The pace of what’s referred to as “digital adoption” – the embrace of online tools – has accelerated dramatically during the pandemic. According to research by McKinsey, consumers are driving digital adoption across their daily lives, from the way we shop and order food to how we communicate with one another. (Zoom, anyone?)
One digital channel that has really taken off in the past year is telemedicine. While the tools behind telehealth have been around for some time, not until the current public health emergency have we really seen a massive spike in adoption levels. One recent global study predicts that telehealth will grow worldwide at a rate of 37%, becoming close to a $200 billion industry over the next four years.

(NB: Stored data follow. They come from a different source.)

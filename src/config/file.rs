//! Configuration file loading and discovery.

use super::types::AppConfig;
use crate::error::{ErrorContext, Result};
use std::path::{Path, PathBuf};

// ============================================================================
// Configuration File Discovery
// ============================================================================

/// Standard config file names to search for.
pub const CONFIG_FILE_NAMES: &[&str] = &[
    ".ehr-compliance.yaml",
    ".ehr-compliance.yml",
    "ehr-compliance.yaml",
    "ehr-compliance.yml",
];

/// Directory name under the user config dir.
const CONFIG_DIR_NAME: &str = "ehr-compliance";

/// Discover a config file by searching standard locations.
///
/// An explicit path is returned as is, whether or not it exists; the
/// search only runs without one.
///
/// Search order:
/// 1. Current directory
/// 2. User config directory (~/.config/ehr-compliance/)
/// 3. Home directory
#[must_use]
pub fn discover_config_file(explicit_path: Option<&Path>) -> Option<PathBuf> {
    if let Some(path) = explicit_path {
        return Some(path.to_path_buf());
    }

    search_paths()
        .into_iter()
        .find_map(|dir| find_config_in_dir(&dir))
}

/// Directories searched when no explicit path is given, in order.
#[must_use]
pub fn search_paths() -> Vec<PathBuf> {
    let mut dirs_to_search = Vec::new();
    if let Ok(cwd) = std::env::current_dir() {
        dirs_to_search.push(cwd);
    }
    if let Some(config_dir) = dirs::config_dir() {
        dirs_to_search.push(config_dir.join(CONFIG_DIR_NAME));
    }
    if let Some(home) = dirs::home_dir() {
        dirs_to_search.push(home);
    }
    dirs_to_search
}

fn find_config_in_dir(dir: &Path) -> Option<PathBuf> {
    CONFIG_FILE_NAMES
        .iter()
        .map(|name| dir.join(name))
        .find(|path| path.exists())
}

// ============================================================================
// Configuration File Loading
// ============================================================================

/// Error type for config file operations.
#[derive(Debug, thiserror::Error)]
pub enum ConfigFileError {
    #[error("Config file not found: {}", .0.display())]
    NotFound(PathBuf),

    #[error("Failed to read config file: {0}")]
    Io(#[from] std::io::Error),

    #[error("Failed to parse config file: {0}")]
    Parse(#[from] serde_yaml::Error),
}

/// Load an `AppConfig` from a YAML file.
pub fn load_config_file(path: &Path) -> std::result::Result<AppConfig, ConfigFileError> {
    if !path.exists() {
        return Err(ConfigFileError::NotFound(path.to_path_buf()));
    }

    let content = std::fs::read_to_string(path)?;
    let config: AppConfig = serde_yaml::from_str(&content)?;
    Ok(config)
}

/// Load config from an explicit or discovered file, or return default.
///
/// An explicit path must exist and parse. A discovered file that fails to
/// load is skipped with a warning.
pub fn load_or_default(
    explicit_path: Option<&Path>,
) -> std::result::Result<(AppConfig, Option<PathBuf>), ConfigFileError> {
    if let Some(path) = explicit_path {
        let config = load_config_file(path)?;
        tracing::debug!("Loaded config from {}", path.display());
        return Ok((config, Some(path.to_path_buf())));
    }

    Ok(discover_config_file(None).map_or_else(
        || (AppConfig::default(), None),
        |path| match load_config_file(&path) {
            Ok(config) => {
                tracing::debug!("Loaded config from {}", path.display());
                (config, Some(path))
            }
            Err(e) => {
                tracing::warn!("Failed to load config from {}: {}", path.display(), e);
                (AppConfig::default(), None)
            }
        },
    ))
}

// ============================================================================
// Configuration Merging
// ============================================================================

impl AppConfig {
    /// Merge another config into this one, with `other` taking precedence
    /// wherever it differs from the defaults.
    pub fn merge(&mut self, other: &Self) {
        let defaults = Self::default();

        if other.output.format != defaults.output.format {
            self.output.format = other.output.format;
        }
        if other.output.file.is_some() {
            self.output.file.clone_from(&other.output.file);
        }
        if other.output.no_color {
            self.output.no_color = true;
        }

        if other.behavior.quiet {
            self.behavior.quiet = true;
        }
        if other.behavior.min_score.is_some() {
            self.behavior.min_score = other.behavior.min_score;
        }

        if other.tui.theme != defaults.tui.theme {
            self.tui.theme.clone_from(&other.tui.theme);
        }
        if other.tui.tick_rate_ms != defaults.tui.tick_rate_ms {
            self.tui.tick_rate_ms = other.tui.tick_rate_ms;
        }
        if other.tui.export_dir.is_some() {
            self.tui.export_dir.clone_from(&other.tui.export_dir);
        }

        if other.catalog.file.is_some() {
            self.catalog.file.clone_from(&other.catalog.file);
        }
    }

    /// Load from file and merge with CLI overrides.
    ///
    /// Fails with [`ComplianceError::Config`](crate::ComplianceError::Config)
    /// when `config_path` is given but cannot be loaded.
    pub fn from_file_with_overrides(
        config_path: Option<&Path>,
        cli_overrides: &Self,
    ) -> Result<(Self, Option<PathBuf>)> {
        let (mut config, loaded_from) = load_or_default(config_path).with_context(|| {
            config_path.map_or_else(
                || "loading config".to_string(),
                |path| format!("loading config {}", path.display()),
            )
        })?;
        config.merge(cli_overrides);
        Ok((config, loaded_from))
    }
}

// ============================================================================
// Example Config Generation
// ============================================================================

/// Generate a commented example config with all options.
#[must_use]
pub fn generate_example_config() -> String {
    r"# EHR Compliance Configuration
# =============================
#
# Place this file at .ehr-compliance.yaml in the working directory or at
# ~/.config/ehr-compliance/ehr-compliance.yaml. CLI flags override it.

# Report output (the `report` command)
output:
  # Format: summary, json, markdown
  format: summary
  # Output file path (omit for stdout)
  # file: compliance-report.md
  no_color: false

behavior:
  quiet: false
  # Exit with code 1 when the overall score is below this value
  # min_score: 75

# Interactive wizard
tui:
  # Theme: dark, light, high-contrast
  theme: dark
  tick_rate_ms: 250
  # Directory for exported reports (omit for the working directory)
  # export_dir: ./reports

# Layer catalog (leave empty to use the built-in catalog)
# catalog:
#   file: ./layers.yaml
catalog: {}
"
    .to_string()
}

// ============================================================================
// Tests
// ============================================================================

#[cfg(test)]
mod tests {
    use super::*;
    use crate::reports::ReportFormat;
    use tempfile::TempDir;

    #[test]
    fn test_find_config_in_dir() {
        let tmp = TempDir::new().unwrap();
        let config_path = tmp.path().join(".ehr-compliance.yaml");
        std::fs::write(&config_path, "tui:\n  theme: light\n").unwrap();

        assert_eq!(find_config_in_dir(tmp.path()), Some(config_path));
    }

    #[test]
    fn test_find_config_in_dir_not_found() {
        let tmp = TempDir::new().unwrap();
        assert_eq!(find_config_in_dir(tmp.path()), None);
    }

    #[test]
    fn test_load_config_file() {
        let tmp = TempDir::new().unwrap();
        let config_path = tmp.path().join("config.yaml");
        let yaml = r"
output:
  format: markdown
behavior:
  min_score: 80
tui:
  theme: high-contrast
";
        std::fs::write(&config_path, yaml).unwrap();

        let config = load_config_file(&config_path).unwrap();
        assert_eq!(config.output.format, ReportFormat::Markdown);
        assert_eq!(config.behavior.min_score, Some(80));
        assert_eq!(config.tui.theme, "high-contrast");
    }

    #[test]
    fn test_load_config_file_not_found() {
        let result = load_config_file(Path::new("/nonexistent/config.yaml"));
        assert!(matches!(result, Err(ConfigFileError::NotFound(_))));
    }

    #[test]
    fn test_load_config_file_parse_error() {
        let tmp = TempDir::new().unwrap();
        let config_path = tmp.path().join("broken.yaml");
        std::fs::write(&config_path, "tui: [unterminated").unwrap();
        assert!(matches!(
            load_config_file(&config_path),
            Err(ConfigFileError::Parse(_))
        ));
    }

    #[test]
    fn test_config_merge() {
        let mut base = AppConfig::builder().theme("light").min_score(Some(60)).build();
        let overrides = AppConfig::builder()
            .output_format(ReportFormat::Json)
            .min_score(Some(90))
            .build();

        base.merge(&overrides);

        assert_eq!(base.output.format, ReportFormat::Json);
        assert_eq!(base.behavior.min_score, Some(90));
        // Default theme in overrides does not clobber the file value
        assert_eq!(base.tui.theme, "light");
    }

    #[test]
    fn test_example_config_parses() {
        let config: AppConfig = serde_yaml::from_str(&generate_example_config()).unwrap();
        assert_eq!(config, AppConfig::default());
    }

    #[test]
    fn test_discover_explicit_path() {
        let tmp = TempDir::new().unwrap();
        let config_path = tmp.path().join("custom.yaml");
        std::fs::write(&config_path, "output:\n  no_color: true\n").unwrap();

        assert_eq!(discover_config_file(Some(&config_path)), Some(config_path));
    }

    #[test]
    fn test_discover_missing_explicit_path_skips_search() {
        let missing = Path::new("/nonexistent/typo.yaml");
        assert_eq!(
            discover_config_file(Some(missing)),
            Some(missing.to_path_buf())
        );
    }

    #[test]
    fn test_missing_explicit_config_is_error() {
        let result = AppConfig::from_file_with_overrides(
            Some(Path::new("/nonexistent/typo.yaml")),
            &AppConfig::default(),
        );
        match result {
            Err(crate::ComplianceError::Config { context, source }) => {
                assert_eq!(context, "loading config /nonexistent/typo.yaml");
                assert!(matches!(source, ConfigFileError::NotFound(_)));
            }
            other => panic!("Expected Config error, got {other:?}"),
        }
    }

    #[test]
    fn test_malformed_explicit_config_is_error() {
        let tmp = TempDir::new().unwrap();
        let config_path = tmp.path().join("ci.yaml");
        std::fs::write(&config_path, "behavior:\n  min_score: 90\ntui: [oops").unwrap();

        let result = AppConfig::from_file_with_overrides(Some(&config_path), &AppConfig::default());
        assert!(matches!(
            result,
            Err(crate::ComplianceError::Config {
                source: ConfigFileError::Parse(_),
                ..
            })
        ));
    }

    #[test]
    fn test_explicit_config_merged_with_overrides() {
        let tmp = TempDir::new().unwrap();
        let config_path = tmp.path().join("ci.yaml");
        std::fs::write(&config_path, "behavior:\n  min_score: 90\ntui:\n  theme: light\n")
            .unwrap();

        let overrides = AppConfig::builder().quiet(true).build();
        let (config, loaded_from) =
            AppConfig::from_file_with_overrides(Some(&config_path), &overrides).unwrap();
        assert_eq!(loaded_from, Some(config_path));
        assert_eq!(config.behavior.min_score, Some(90));
        assert_eq!(config.tui.theme, "light");
        assert!(config.behavior.quiet);
    }
}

One of the pioneers of telemedicine in Virginia is Dr. Karen S. Rheuban, a pediatric cardiologist at the University of Virginia Health System. She helped to establish its telemedicine program more than 25 years ago, and she and her colleagues have made telehealth an increasingly integral part of their practice since then.
“We have always seen telemedicine as a mechanism by which our patients could have access to us when we were not there physically,” she says. “Today, we provide services in more than 66 different sub-specialties of healthcare via telemedicine, and that has only increased following the public health emergency.”
As part of her advocacy work, Dr. Rheuban has been working with state and federal policymakers to expand the availability of broadband, not only within healthcare facilities such as rural hospitals and clinics but, importantly, to patients’ homes.
“With the right technology, we can provide a significant amount of care virtually, including remote patient monitoring,” says Rheuban. “Advances in remote examination tools also enable us, in many clinical conditions, to comport to the standard of in-person care. Those tools even include Bluetooth enabled electronic blood pressure cuffs, scales, thermometers, oximeters, blood glucose monitors, stethoscopes, oral cameras and otoscopes.”
Dr. Rheuban emphasizes that telemedicine is not a panacea for all conditions, that there are many circumstances when a patient must be seen in person, including, of course, for surgical procedures and for imaging and laboratory testing. The benefits include avoidance of unnecessary travel, and fewer missed appointments. She estimates that since the advent of telehealth services at UVA, they have saved patients more than 21 million miles of driving to access care.
Given the surge in telehealth’s popularity and its benefits to patients and practitioners alike, lawmakers are helping programs such as Medicaid provide for more widespread reimbursement of services, as we reported earlier. And as Dr. Rheuban notes, the payer community also recognizes the benefits of telehealth and is generally supportive of paying for services delivered via telemedicine platforms.
“While early on we faced challenges, the payer community has come on board. They also recognize that telemedicine can lower costs, improve outcomes and is very patient-centric. Telemedicine is good for patients.”